Abstract: FR-PO857
Adoptive Transfer of Human Gingiva-Derived Mesenchymal Stem Cells Ameliorates Lupus Nephritis Depending upon CD39/CD73 Signals and the Induction of CD4+Helios-Foxp3+ Treg
Session Information
- Glomerular Diseases: Membranous Nephropathy, SLE, Complement
November 08, 2019 | Location: Exhibit Hall, Walter E. Washington Convention Center
Abstract Time: 10:00 AM - 12:00 PM
Category: Development, Stem Cells, and Regenerative Medicine
- 500 Development, Stem Cells, and Regenerative Medicine
Authors
- Xu, Zhenjian, Sun Yat-Sen Memorial Hospital of Sun Yat-Sen University, Guangzhou, China
- Xu, Anping, Sun Yat-Sen Memorial Hospital of Sun Yat-Sen University, Guangzhou, China
Background
Current approaches offer no cures for systemic lupus erythematosus (SLE)and lupus nephritis.
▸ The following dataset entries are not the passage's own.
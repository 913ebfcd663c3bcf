use super::node_id::NodeId;
use super::raw_btree::RawBTree;
use crate::btree::config::min_keys;
use crate::error::InvariantViolation;

/// State threaded through the recursive check.
struct Walk {
    order: usize,
    leaf_depth: Option<usize>,
    entries: usize,
    nodes: usize,
}

impl<K: Ord, V> RawBTree<K, V> {
    /// Checks every structural invariant against `order`, stopping at the first
    /// violation.
    pub(crate) fn validate(&self, order: usize) -> Result<(), InvariantViolation> {
        let Some(root) = self.root() else {
            if self.len() != 0 {
                return Err(InvariantViolation::Length {
                    recorded: self.len(),
                    actual: 0,
                });
            }
            return self.check_reachable(0);
        };

        if self.node(root).parent().is_some() {
            return Err(InvariantViolation::ParentLink { depth: 0 });
        }

        let mut walk = Walk {
            order,
            leaf_depth: None,
            entries: 0,
            nodes: 0,
        };
        self.validate_node(root, 0, None, None, &mut walk)?;

        if walk.entries != self.len() {
            return Err(InvariantViolation::Length {
                recorded: self.len(),
                actual: walk.entries,
            });
        }
        self.check_reachable(walk.nodes)
    }

    fn check_reachable(&self, reachable: usize) -> Result<(), InvariantViolation> {
        let live = self.node_count();
        if live == reachable {
            Ok(())
        } else {
            Err(InvariantViolation::Unreachable { live, reachable })
        }
    }

    /// Validates the subtree at `id`, whose keys must lie strictly between
    /// `lower` and `upper` when those are set.
    fn validate_node(
        &self,
        id: NodeId,
        depth: usize,
        lower: Option<&K>,
        upper: Option<&K>,
        walk: &mut Walk,
    ) -> Result<(), InvariantViolation> {
        let node = self.node(id);
        let keys = node.keys();
        walk.nodes += 1;
        walk.entries += keys.len();

        if keys.windows(2).any(|pair| pair[0] >= pair[1]) {
            return Err(InvariantViolation::UnsortedKeys { depth });
        }

        // The root alone may drop below the minimum.
        let min = if depth == 0 { 0 } else { min_keys(walk.order) };
        let max = walk.order - 1;
        if keys.len() < min || keys.len() > max {
            return Err(InvariantViolation::Occupancy {
                depth,
                keys: keys.len(),
                min,
                max,
            });
        }

        let below_lower = lower.is_some_and(|bound| keys.first().is_some_and(|first| first <= bound));
        let above_upper = upper.is_some_and(|bound| keys.last().is_some_and(|last| last >= bound));
        if below_lower || above_upper {
            return Err(InvariantViolation::SeparatorOrder { depth });
        }

        if node.is_leaf() {
            match walk.leaf_depth {
                None => walk.leaf_depth = Some(depth),
                Some(expected) if expected != depth => {
                    return Err(InvariantViolation::LeafDepth { depth, expected });
                }
                Some(_) => {}
            }
            return Ok(());
        }

        if node.child_count() != keys.len() + 1 {
            return Err(InvariantViolation::ChildCount {
                depth,
                keys: keys.len(),
                children: node.child_count(),
            });
        }

        for (index, &child) in node.children().iter().enumerate() {
            if self.node(child).parent() != Some(id) {
                return Err(InvariantViolation::ParentLink { depth: depth + 1 });
            }
            let child_lower = if index == 0 { lower } else { keys.get(index - 1) };
            let child_upper = keys.get(index).or(upper);
            self.validate_node(child, depth + 1, child_lower, child_upper, walk)?;
        }

        Ok(())
    }
}
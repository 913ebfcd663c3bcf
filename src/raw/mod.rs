mod arena;
mod node;
mod node_id;
mod raw_btree;
mod validate;

pub(crate) use node::Node;
pub(crate) use node_id::NodeId;
pub(crate) use raw_btree::RawBTree;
Accumulating evidence has revealed that manipulation of bone-marrow mesenchymal stem cells (BMSCs) may have the potential to treat SLE. While BMSC-based therapy faces many challenges such as limited cell availability, BMSCs from patients with autoimmune diseases are dysfunctional, use of BMSCs with long term has a potential risk on tumorigenesis and reduced clinical feasibility, we herein demonstrate that substitution of gingival-derived mesenchymal stem cells (GMSCs) results in significantly improved therapeutic effects on lupus-like disease model.
Methods
Lupus-like disease has been induced with NZM2328 mice. In the study of prevention of lupus-like disease, GMSCs were injected i.v. into mice on age of 10 weeks. In some experiments, mice were injected with pre-treatment of GMSCs with CD39 or CD73 inhibitor. In the study of treatment of lupus-like disease, GMSCs were injected i.v. into mice on age of 20 weeks.
Results
In the study of prevention of lupus-like disease, infusion of GMSCs in NZM2328 mice significantly decreased the severity of lupus and kidney pathology scores, and down-regulated Th2,Tfh and Th17 cells. GMSCs significantly suppress activation and differentiation of B cells in vivo. Promotion of CD4+Helios-Foxp3+ Treg cells following treatment with GMSCs, these increased Tregs were noted in spleen, lymph nodes and kidney tissues. Pre-treatment of GMSCs with CD39 or CD73 inhibitor significantly reversed the protective effect of GMSCs on lupus-like disease model. In the study of treatment of lupus-like disease, GMSCs can also treat the established disease.
Conclusion
The role of GMSCs in controlling lupus-like disease mostly depends upon CD39/CD73 signals and upon the induction of CD4+Helios-Foxp3+ Treg cells. GMSCs provide a promising approach for the treatment of SLE and lupus nephritis.
Funding
- Other NIH Support